# ScottDrive Inverter 150/200kw!



## Bowser330 (Jun 15, 2008)

http://www.scottdrive.co.nz/index.html

The ScottDrive website is updated/created and advertising 100 and 150 models with 200 model coming soon.

Interesting points to mention:

(1) ScottDrive100 is 150kw peak, SD150 is 150kw peak for AC Induction but 200kw peak for BLDC....why the difference?

(2)Under Contacts USA Distributors are Marcus Reddish (Ruckus) who originally brought us the BLDC motor controller packages to the forum and whom we are hoping recovers soon, and Michael Bream the mastermind behind EVWEST.

Yes my friends, EVWEST will not only be selling the highpowered HPEVS AC35X2, the TM4 Motion line of motors which will include higher power models, but also the ScottDrive systems!

Disclaimer: I am in no way affiliated with EVWEST i just want to give credit to a local Southern California based company!


----------



## Bowser330 (Jun 15, 2008)

And I found a video of the ScottDrive 100 being tested on a Siemens motor! Most likely the 1PV5135-4WS14 which is listed on the scott drive website which just happens to be the same motor that EVTV is unloading for $3,500. 

Video shows:

~270A
~140V * 3phase = ~420V
90% eff.
100kw
200Nm
@~4700rpm


Thank you Marcus!

http://www.youtube.com/watch?v=F30AaYVSPck


----------



## Hollie Maea (Dec 9, 2009)

I certainly don't speak for everyone, but I think Marcus cost himself a little bit of trust on this issue last year with his, shall we say, overzealous promotion of this drive. I'm still holding out for a more objective review, but hey...I have a Ford Siemens motor (somewhat similar to the Azure Dynamics one) and so if it could be tuned to that motor and was at a decent cost I'd consider it.


----------



## Bowser330 (Jun 15, 2008)

Hollie Maea said:


> I certainly don't speak for everyone, but I think Marcus cost himself a little bit of trust on this issue last year with his, shall we say, overzealous promotion of this drive. I'm still holding out for a more objective review, but hey...I have a Ford Siemens motor (somewhat similar to the Azure Dynamics one) and so if it could be tuned to that motor and was at a decent cost I'd consider it.
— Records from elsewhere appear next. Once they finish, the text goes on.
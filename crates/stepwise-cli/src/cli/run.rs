//! `stepwise run`: execute the demo counter pipeline.
//!
//! Every step increments a shared `counter` in the execution state. One step
//! can be told to fail for a number of attempts (or always) to exercise the
//! retry budget, and Ctrl+C cancels the run between or during steps.

use std::path::Path;
use std::sync::atomic::{AtomicU32, Ordering};
use std::time::Duration;

use anyhow::{Context, Result, bail};
use clap::Args;
use comfy_table::{Cell, Color, ContentArrangement, Table, presets};
use console::style;
use serde_json::json;
use stepwise_core::workflow::context::ExecutionContext;
use stepwise_core::workflow::definition::WorkflowDefinition;
use stepwise_core::workflow::executor::{ExecutorError, WorkflowEngine, WorkflowExecutor};
use stepwise_core::workflow::step::StepHandler;
use stepwise_infra::checkpoint::JsonFileCheckpointStore;
use stepwise_infra::config::load_engine_config;
use stepwise_types::config::EngineConfig;
use stepwise_types::workflow::{StepResult, WorkflowExecutionResult};
use tokio_util::sync::CancellationToken;

use super::checkpoints::{checkpoint_dir, format_status};

#[derive(Args, Debug)]
pub struct RunArgs {
    /// Number of counter steps.
    #[arg(long, default_value_t = 5, value_parser = clap::value_parser!(u32).range(1..))]
    pub steps: u32,

    /// Step number that fails.
    #[arg(long)]
    pub fail_at: Option<u32>,

    /// Failing attempts before that step succeeds (omit to fail every attempt).
    #[arg(long, requires = "fail_at")]
    pub fail_attempts: Option<u32>,

    /// Retries per step (defaults to `default_max_retry_per_step` from config.toml).
    #[arg(long)]
    pub max_retry: Option<u32>,

    /// Workflow id (generated when omitted).
    #[arg(long)]
    pub workflow_id: Option<String>,

    /// Pause inside each step, in milliseconds.
    #[arg(long, default_value_t = 0)]
    pub step_delay_ms: u64,
}

/// One step of the counter pipeline.
struct CounterStep {
    index: u32,
    failures: u32,
    attempts: AtomicU32,
    delay: Duration,
}

impl StepHandler for CounterStep {
    async fn execute(&self, ctx: &ExecutionContext, cancel: &CancellationToken) -> StepResult {
        if !self.delay.is_zero() {
            tokio::select! {
                _ = cancel.cancelled() => return StepResult::failed("interrupted"),
                _ = tokio::time::sleep(self.delay) => {}
            }
        }

        let attempt = self.attempts.fetch_add(1, Ordering::SeqCst) + 1;
        if attempt <= self.failures {
            return StepResult::failed(format!(
                "step {} failed on attempt {attempt}",
                self.index
            ));
        }

        let counter = ctx.get_as::<u64>("counter").unwrap_or_default() + 1;
        StepResult::ok(json!({ "step": self.index, "counter": counter, "attempt": attempt }))
            .with_update("counter", counter)
            .with_update("last_step", self.index)
    }
}

/// Assemble the counter pipeline described by `args`.
pub fn build_pipeline(args: &RunArgs, config: &EngineConfig) -> WorkflowDefinition {
    let delay = Duration::from_millis(args.step_delay_ms);

    let mut builder = WorkflowDefinition::builder("counter").with_config(config);
    if let Some(retries) = args.max_retry {
        builder = builder.max_retry_per_step(retries);
    }
    if let Some(id) = &args.workflow_id {
        builder = builder.workflow_id(id.as_str());
    }

    for index in 0..args.steps {
        let failures = if args.fail_at == Some(index) {
            args.fail_attempts.unwrap_or(u32::MAX)
        } else {
            0
        };
        builder = builder.step(
            format!("count-{index}"),
            CounterStep {
                index,
                failures,
                attempts: AtomicU32::new(0),
                delay,
            },
        );
    }

    builder.build()
}

/// Handle `stepwise run`.
pub async fn handle_run(args: RunArgs, state_dir: &Path, json: bool) -> Result<()> {
    if let Some(fail_at) = args.fail_at.filter(|&n| n >= args.steps) {
        bail!("--fail-at {fail_at} is out of range for {} steps", args.steps);
    }

    let config = load_engine_config(state_dir).await;
    let definition = build_pipeline(&args, &config);
    let store = JsonFileCheckpointStore::new(checkpoint_dir(state_dir));
    let engine = WorkflowEngine::with_config(store, config);

    let cancel = CancellationToken::new();
    let watcher = {
        let cancel = cancel.clone();
        tokio::spawn(async move {
            if tokio::signal::ctrl_c().await.is_ok() {
                tracing::info!("Ctrl+C received, cancelling workflow");
                cancel.cancel();
            }
        })
    };

    let outcome = engine.execute(&definition, &cancel).await;
    watcher.abort();

    match outcome {
        Ok(result) => {
            print_result(&result, json)?;
            if !result.success {
                bail!(
                    "workflow '{}' failed: {}",
                    result.workflow_id,
                    result.error_message.as_deref().unwrap_or("unknown error")
                );
            }
            Ok(())
        }
        Err(ExecutorError::Cancelled {
            workflow_id,
            completed_steps,
        }) => {
            if json {
                let out = json!({
                    "workflow_id": workflow_id,
                    "cancelled": true,
                    "completed_steps": completed_steps,
                });
                println!("{}", serde_json::to_string_pretty(&out)?);
            } else {
                println!();
                println!(
                    "  {} Workflow '{}' cancelled after {} completed step(s)",
                    style("!").yellow().bold(),
                    style(&workflow_id).cyan(),
                    completed_steps
                );
                println!();
            }
            bail!("workflow '{workflow_id}' was cancelled")
        }
        Err(e) => Err(e).context("workflow execution failed"),
    }
}

fn print_result(result: &WorkflowExecutionResult, json: bool) -> Result<()> {
    if json {
        println!("{}", serde_json::to_string_pretty(result)?);
        return Ok(());
    }

    println!();
    if result.success {
        println!(
            "  {} Workflow '{}' completed {}/{} steps",
            style("*").green().bold(),
            style(&result.workflow_id).cyan(),
            result.completed_steps,
            result.total_steps
        );
    } else {
        println!(
            "  {} Workflow '{}' failed after {}/{} steps",
            style("x").red().bold(),
            style(&result.workflow_id).cyan(),
            result.completed_steps,
            result.total_steps
        );
        if let Some(error) = &result.error_message {
            println!("  Error: {}", style(error).red());
        }
    }
    println!();

    let mut table = Table::new();
    table
        .load_preset(presets::UTF8_FULL_CONDENSED)
        .set_content_arrangement(ContentArrangement::Dynamic)
        .set_header(vec![
            Cell::new("Step").fg(Color::Cyan),
            Cell::new("Name"),
            Cell::new("Status"),
            Cell::new("State"),
        ]);

    for cp in &result.checkpoints {
        table.add_row(vec![
            Cell::new(cp.step_number),
            Cell::new(&cp.step_name),
            format_status(cp.status),
            Cell::new(&cp.state_json),
        ]);
    }
    println!("{table}");

    if result.success {
        println!();
        println!("  Final output: {}", result.final_output);
    }
    println!();

    Ok(())
}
Did you procure that motor awhile ago or is there a current source for those 90kw Ford Siemens motors?


----------



## Hollie Maea (Dec 9, 2009)

I bought it off craigslist. I don't think there is a current supply out there, but there are a fair amount of people who have them and might be trying to unload them from time to time in favor of something that's not such a pain to deal with.


----------



## gunnarhs (Apr 24, 2012)

Bowser330 said:


> And I found a video of the ScottDrive 100 being tested on a Siemens motor! Most likely the 1PV5135-4WS14 which is listed on the scott drive website which just happens to be the same motor that EVTV is unloading for $3,500.


Hi thanks for this post. There are two things though which I would like to ask about if you know? The first is the squealing sound which gets more and more when the motor spins higher, is that from the Siemens Motor? (sounds totally different in two other videos I have seen) and also my Siemens motor does not sound like that (I have not spun it faster than 3000 RPM though) , see http://www.youtube.com/watch?v=bYmxZyP8YIY
The other is that the (current) Sinus becomes more distorted very soon after startup which surprises me as in the specs of the inverter the modulating frequency is said to be 10-15 kHz which should be enough to create a smooth and soundless behavior

Edit PS: Here is another link of the Scott Drive powering a Siemens Motor (only one controller an no load, this is more informative)
http://www.youtube.com/watch?v=BFCekfOTekw
It seems that the squealing sound and the distorted sinus start when exceeding 2500 RPM, why?


----------